Mit Originalität, Herzblut und schlagenden Argumenten zur Philosophie-Olympiade
Wien - "Ich würde sagen, dass dem, was uns heute als Freiheit verkauft wird, diese radikale Dimension von Freiheit und Demokratie fehlt: die Überzeugung, dass grundlegende gesellschaftliche Entscheidungen durch eine möglichst große Anzahl von Menschen oder eine Mehrheit diskutiert und entschieden werden sollten", schrieb Matthias Gerstgrasser beim Philosophie-Wettbewerb 2005.

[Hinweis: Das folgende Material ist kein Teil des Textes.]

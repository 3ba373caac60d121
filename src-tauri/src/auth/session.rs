use tokio::sync::watch;
use tracing::info;

use crate::error::EcoConnectError;

use super::types::User;

/// The in-memory signed-in state, observable through a watch channel.
///
/// Nothing is persisted: restarting the app signs the user out.
pub struct AuthSession {
    tx: watch::Sender<Option<User>>,
}

impl Default for AuthSession {
    fn default() -> Self {
        Self::new()
    }
}

impl AuthSession {
    pub fn new() -> Self {
        let (tx, _rx) = watch::channel(None);
        Self { tx }
    }

    pub fn current_user(&self) -> Option<User> {
        self.tx.borrow().clone()
    }

    /// The current user, or an auth error carrying `message`.
    pub fn require_user(&self, message: &str) -> Result<User, EcoConnectError> {
        self.current_user()
            .ok_or_else(|| EcoConnectError::Auth(message.to_string()))
    }

    pub fn set_user(&self, user: User) {
        info!("Auth state: signed in as {}", user.uid);
        self.tx.send_replace(Some(user));
    }

    pub fn sign_out(&self) {
        if self.tx.send_replace(None).is_some() {
            info!("Auth state: signed out");
        }
    }

    /// Observe auth-state changes. The receiver sees the current state first.
    pub fn watch(&self) -> watch::Receiver<Option<User>> {
        self.tx.subscribe()
    }
}

#[cfg(test)]
mod tests {
    use super::*;

    fn user() -> User {
        User {
            uid: "u1".to_string(),
            email: "a@b.co".to_string(),
            display_name: Some("Priya".to_string()),
        }
    }

    #[test]
    fn test_set_and_sign_out() {
        let session = AuthSession::new();
        assert!(session.current_user().is_none());
        assert!(session.require_user("sign in").is_err());

        session.set_user(user());
        assert_eq!(session.current_user(), Some(user()));
        assert_eq!(session.require_user("sign in").unwrap().uid, "u1");

        session.sign_out();
        assert!(session.current_user().is_none());
    }

    #[tokio::test]
    async fn test_watch_sees_changes() {
        let session = AuthSession::new();
        let mut rx = session.watch();
        assert!(rx.borrow_and_update().is_none());

        session.set_user(user());
        rx.changed().await.unwrap();
        assert_eq!(rx.borrow_and_update().as_ref().map(|u| u.uid.clone()), Some("u1".to_string()));

        session.sign_out();
        rx.changed().await.unwrap();
        assert!(rx.borrow().is_none());
    }
}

"Originalität, Herzblut und schlagende Argumentation" sind auch dieses Jahr laut Gerd Gerhardt - Mitbegründer der Internationalen Philosophie-Olympiade - die Hauptkriterien, nach denen der Gewinneressay des am Freitag erstmals stattgefundenen, philosophischen Bundeswettbewerbs ausgewählt wurde.
Köpfe rauchen lassen
21 Jungphilosophen ließen in der Sir-Karl-Popper-Schule vier Stunden lang zu vorgegebenen Zitaten ihre Köpfe rauchen. Der Jury aus 20 Lehrern wurde es nicht leicht gemacht, die zwei besten Essayisten auszuwählen, die Österreich bei der Internationalen Philosophie-Olympiade in Cosenza im Mai vertreten werden.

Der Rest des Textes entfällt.